E, come si evince dalle stesse pronunzie ricordate dai Giudici del reclamo (Cass. n. 23561/2011; Cass. n. 6102/2019), questa Corte di legittimità ha precisato che la tempestività – ossia l’immediatezza della reazione della parte colpita da decadenza – va valutata rispetto al momento in cui è maturata la decadenza (nella specie 16/11/2020), di cui abbia avuto consapevolezza la parte o il suo difensore. In sostanza la rimessione in termini richiede l’immediatezza della reazione rispetto al palesarsi della necessità di svolgere quell’attività processuale ormai preclusa (Cass. n. 19290/2016; Cass. n. 23561/2011); da tanto deriva che essa non può essere condizionata o in qualche modo rapportata alla eventuale proposizione della eccezione di decadenza della controparte. Inoltre, neppure può dirsi sempre tempestiva, come viceversa mostra di ritenere la sentenza impugnata, l’istanza anteriore alla decisione di improcedibilità, perché allora sarebbe sempre tempestiva purché anteriore a quella decisione di rito, in tal modo restando preclusa al giudice per ciò solo la valutazione della tempestività dell’istanza, che invece il legislatore gli riserva.

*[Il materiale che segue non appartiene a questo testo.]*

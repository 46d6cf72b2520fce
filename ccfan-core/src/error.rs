//! Error types for the ccfan system

use thiserror::Error;

/// Core error type for ccfan operations
#[derive(Error, Debug)]
pub enum CcFanError {
    /// Configuration-related errors
    #[error("Configuration error: {0}")]
    Config(String),

    /// Serial port errors
    #[error("Serial port error: {0}")]
    Serial(String),

    /// Timeout errors
    #[error("Operation timed out: {0}")]
    Timeout(String),

    /// No serial endpoint could be discovered
    #[error("Device not found (specify the serial port explicitly)")]
    DeviceNotFound,

    /// The endpoint exists but a session could not be opened or kept alive
    #[error("Connection to {endpoint} failed: {reason}")]
    Connection { endpoint: String, reason: String },

    /// A session is open but the peer did not identify as the expected device
    #[error("Device at {endpoint} did not identify as {expected}")]
    IdentityMismatch { endpoint: String, expected: String },

    /// Sensor read failed
    #[error("Sensor error: {0}")]
    Sensor(String),

    /// Device disconnected (USB unplugged, power cycle)
    #[error("Device disconnected: {0}")]
    DeviceDisconnected(String),

    /// I/O errors
    #[error("I/O error: {0}")]
    Io(#[from] std::io::Error),
}

/// Result type alias for ccfan operations
pub type Result<T> = std::result::Result<T, CcFanError>;

impl From<toml::de::Error> for CcFanError {
    fn from(err: toml::de::Error) -> Self {
        CcFanError::Config(err.to_string())
    }
}

#[cfg(test)]
mod tests {
    use super::*;

    #[test]
    fn test_toml_error_conversion() {
        let toml_err = toml::from_str::<toml::Value>("not = = toml").unwrap_err();
        let err: CcFanError = toml_err.into();

        match err {
            CcFanError::Config(msg) => assert!(!msg.is_empty()),
            _ => panic!("Expected Config error"),
        }
    }

    #[test]
    fn test_io_error_conversion() {
        let io_err = std::io::Error::new(std::io::ErrorKind::NotFound, "file not found");
        let err: CcFanError = io_err.into();

        match err {
            CcFanError::Io(e) => assert_eq!(e.kind(), std::io::ErrorKind::NotFound),
            _ => panic!("Expected Io error"),
        }
    }

    #[test]
    fn test_error_display() {
        let err = CcFanError::DeviceNotFound;
        assert_eq!(
            format!("{}", err),
            "Device not found (specify the serial port explicitly)"
        );

        let err = CcFanError::Connection {
            endpoint: "/dev/ttyUSB0".to_string(),
            reason: "Permission denied".to_string(),
        };
        assert_eq!(
            format!("{}", err),
            "Connection to /dev/ttyUSB0 failed: Permission denied"
        );

        let err = CcFanError::IdentityMismatch {
            endpoint: "/dev/ttyACM0".to_string(),
            expected: "ComputerController".to_string(),
        };
        assert_eq!(
            format!("{}", err),
            "Device at /dev/ttyACM0 did not identify as ComputerController"
        );
    }
}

La Corte territoriale non si è conformata alle indicazioni del giudice di legittimità avendo mostrato di ancorare la verifica dei presupposti della rimessione in termini a elementi a tal fine ininfluenti in quanto estrinseci alla disciplina dell’istituto ed alle esigenze ad essa sottese riconducibili in definitiva al canone costituzionale della ragionevole durata del processo ex art. 111 Cost..
A tanto consegue la cassazione con rinvio della decisione al fine di una rinnovata valutazione del requisito della tempestività dell’istanza di rimessione in termini avanzata dal difensore del lavoratore alla luce del seguente principio di diritto:
“ai fini della rimessione in termini il requisito essenziale della tempestività dell’istanza della parte colpita dalla decadenza va valutato rispetto al momento in cui si è palesata la necessità di svolgere quell’attività processuale ormai preclusa ed alla consapevolezza acquisita dalla parte, a prescindere dalle eccezioni eventualmente sollevate a riguardo dalla controparte”.
Alla Corte di merito spetterà, poi, trarne le conseguenze in ordine alle varie domande (reintegratoria e indennitario-risarcitoria) proposte dal lavoratore.
2.- Con il secondo motivo, senza indicarne la sussunzione in uno di quelli a critica vincolata imposti dall’art. 360, co. 1, c.p.c., la ricorrente lamenta “violazione e falsa applicazione” dell’art. 2697 c.c. per avere la Corte territoriale omesso ogni pronunzia sull’istanza di una consulenza tecnica d’ufficio di tipo informatico per accertare la fondatezza della ragione ostativa addotta dal lavoratore nell’istanza di rimessione in termini.
Con il terzo motivo, proposto ai sensi dell’art. 360, co. 1, n. 3), c.p.c. la ricorrente lamenta violazione degli artt. 111 Cost., 132 c.p.c., 118 disp.att.c.p.c. per difetto di motivazione circa la valutazione delle prove inerenti al merito dell’addebito disciplinare.
L’esame dei motivi secondo e terzo resta assorbito dall’accoglimento del primo motivo.
Alla Corte di rinvio è demandato il regolamento delle spese del giudizio di legittimità.
3.- Sussistendo i presupposti di legge, dispone che in caso di diffusione dovrà essere omessa l’indicazione delle generalità e degli altri dati identificativi del controricorrente, ai sensi dell’art. 52 d.lgs. n. 196/2003.
P.Q.M.
La Corte accoglie il primo motivo, dichiara assorbiti il secondo ed il terzo; cassa la sentenza impugnata in relazione al motivo accolto e rinvia alla Corte d’Appello di Napoli, in diversa composizione, alla quale è demandato il regolamento delle spese anche del presente giudizio di legittimità.